Proteger la salud

La prevención es una de las mejores armas para mantenernos sanos.

27 Mayo 2004
Ha sesionado en nuestra ciudad, en estos días, el vigésimo tercer Congreso Nacional de Cardiología. Más de 3.000 médicos, además de medio millar de asistentes enfermeros y estudiantes, participaron de esta reunión, que sin duda debe inscribirse, por sus características, entre los acontecimientos científicos más importantes del año. Aunque en este tipo de asambleas el provecho principal está, lógicamente, reservado a los especialistas que presentan y debaten las diversas ponencias, existe también un saldo para el público. Resulta interesante capitalizarlo, ya que no solamente se refiere a la salud -que, sin discusión, constituye un valor fundamental para todos- sino que toca aspectos preventivos, que revisten extraordinaria importancia para toda la comunidad.
Uno de los temas centrales del encuentro fue la hipertensión arterial, causante de un elevado porcentaje de las muertes del año, por acción directa o por sus consecuencias en todo el sistema cardiovascular. Los participantes se asombraron por el escaso control que se realiza a los pacientes hipertensos en nuestro país; la falla llega al 87% de los afectados, la mayoría de los cuales ni siquiera sabe que padece ese mal. Ello está indicando la necesidad de acentuar las campañas de prevención existentes, así como la de implementar nuevas estrategias a fin de que un aspecto tan significativo sea debidamente vigilado. Otra cuestión de trascendencia es la nueva alerta -por si hiciera falta- sobre los peligros del tabaquismo.
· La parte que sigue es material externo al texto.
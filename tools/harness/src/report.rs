//! Benchmark reporting.
//!
//! Produces the human-readable results table and a JSON rendition of the same
//! data.

use crate::config::HarnessConfig;
use crate::error::Result;
use crate::runner::BenchmarkResult;
use chrono::{DateTime, Utc};
use collbench_suite::SUITE_NAME;
use serde::Serialize;

/// Results of one run together with the parameters that produced them.
#[derive(Debug, Clone, Serialize)]
pub struct BenchReport {
    suite_name: String,
    timestamp: DateTime<Utc>,
    config: HarnessConfig,
    results: Vec<BenchmarkResult>,
}

impl BenchReport {
    #[must_use]
    pub fn new(config: HarnessConfig, results: Vec<BenchmarkResult>) -> Self {
        Self {
            suite_name: SUITE_NAME.to_string(),
            timestamp: Utc::now(),
            config,
            results,
        }
    }

    #[must_use]
    pub fn results(&self) -> &[BenchmarkResult] {
        &self.results
    }

    /// Results table, rows sorted by benchmark name.
    ///
    /// ```text
    /// Benchmark                                                Mode  Cnt     Score    Error  Units
    /// collection_initialization.create_hash_set_from_set       avgt   25  31806.459 ± 238.937  ns/op
    /// ```
    #[must_use]
    pub fn table(&self) -> String {
        let mut rows: Vec<Row> = self.results.iter().map(Row::from_result).collect();
        rows.sort_by(|a, b| a.benchmark.cmp(&b.benchmark));

        let header = Row {
            benchmark: "Benchmark".to_string(),
            mode: "Mode".to_string(),
            count: "Cnt".to_string(),
            score: "Score".to_string(),
            error: "Error".to_string(),
            unit: "Units".to_string(),
        };

        let widths = rows.iter().fold(Widths::of(&header), |w, row| w.max(row));

        let mut out = String::new();
        header.render(&mut out, &widths, false);
        for row in &rows {
            let has_error = !row.error.is_empty();
            row.render(&mut out, &widths, has_error);
        }
        out
    }

    /// Serialize the report to pretty JSON.
    ///
    /// # Errors
    ///
    /// Returns error if serialization fails
    pub fn to_json(&self) -> Result<String> {
        Ok(serde_json::to_string_pretty(self)?)
    }
}

/// One formatted table line.
struct Row {
    benchmark: String,
    mode: String,
    count: String,
    score: String,
    error: String,
    unit: String,
}

impl Row {
    fn from_result(result: &BenchmarkResult) -> Self {
        let stats = result.statistics();
        Self {
            benchmark: result.benchmark().to_string(),
            mode: result.mode().to_string(),
            count: stats.count().to_string(),
            score: format_number(stats.mean()),
            error: if stats.error().is_nan() {
                String::new()
            } else {
                format_number(stats.error())
            },
            unit: result.unit().to_string(),
        }
    }

    fn render(&self, out: &mut String, widths: &Widths, with_error: bool) {
        let separator = if with_error { "±" } else { " " };
        out.push_str(&format!(
            "{:<bw$}  {:>mw$}  {:>cw$}  {:>sw$} {} {:>ew$}  {}\n",
            self.benchmark,
            self.mode,
            self.count,
            self.score,
            separator,
            self.error,
            self.unit,
            bw = widths.benchmark,
            mw = widths.mode,
            cw = widths.count,
            sw = widths.score,
            ew = widths.error,
        ));
    }
}

#[derive(Clone, Copy)]
struct Widths {
    benchmark: usize,
    mode: usize,
    count: usize,
    score: usize,
    error: usize,
}

impl Widths {
    fn of(row: &Row) -> Self {
        Self {
            benchmark: row.benchmark.len(),
            mode: row.mode.len(),
            count: row.count.len(),
            score: row.score.len(),
            error: row.error.len(),
        }
    }

    fn max(self, row: &Row) -> Self {
        let other = Self::of(row);
        Self {
            benchmark: self.benchmark.max(other.benchmark),
            mode: self.mode.max(other.mode),
            count: self.count.max(other.count),
            score: self.score.max(other.score),
            error: self.error.max(other.error),
        }
    }
}

fn format_number(value: f64) -> String {
    if value.is_nan() {
        "NaN".to_string()
    } else {
        format!("{value:.3}")
    }
}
Aunque la edad pico de inicio en el hábito está entre los 12 y 13 años, se considera que en Tucumán los niños empiezan a fumar antes: hacia los 10 años. Ya se sabe las graves consecuencias que ello tiene sobre múltiples aspectos de la salud. Las prohibiciones existentes en nuestro país al respecto son muy leves, y debieran ser aplicadas con mucha mayor amplitud y rigor, según señalaron los expertos. En la reunión, se impulsó el Convenio Marco para el Control del Tabaco en el Mundo, firmado el año pasado por la mayoría de los países que integran la Organización Mundial de la Salud. Se expusieron asimismo algunas novedades alentadoras, como la individualización de la insuficiencia cardíaca por medio del análisis de ciertas sustancias del organismo; o los avances que realizan los investigadores para poder reconstruir -en un futuro no lejano- las paredes del corazón por la inyección o el trasplante celular, así como el progreso representado por la terapia de resincronización cardíaca en el tratamiento de las arritmias. Por otro lado, se informó que ha empezado a trabajar intensamente la Red Nacional para el Mal de Chagas, y que se está confeccionando un relevamiento epidemiológico como paso previo, dada la falta de estadísticas confiables sobre esta dolencia que afecta por lo general a la franja de bajos recursos económicos.
Todos estos temas tienen señalada importancia para la comunidad en general. Ocioso sería recordar que una situación de enfermedad cardiovascular -que es siempre delicada- en cualquiera de los miembros de una familia afecta fuertemente la vida normal de todo el grupo, además de su incidencia en la economía hogareña. De allí que las alertas que hace el conjunto de científicos deban ser tenidas muy en cuenta por todos. Un imperativo de la hora actual es, nadie lo duda, cuidar el cuerpo, previniendo las fallas de su mecanismo por medio de una vida sana. Se ha hecho hincapié, por ejemplo, en la necesidad de bajar los niveles del colesterol malo (LDL) en el organismo.
El ser humano no tiene un bien más preciado que la salud. Conservarla a todo trance es una exigencia que debemos acatar todos.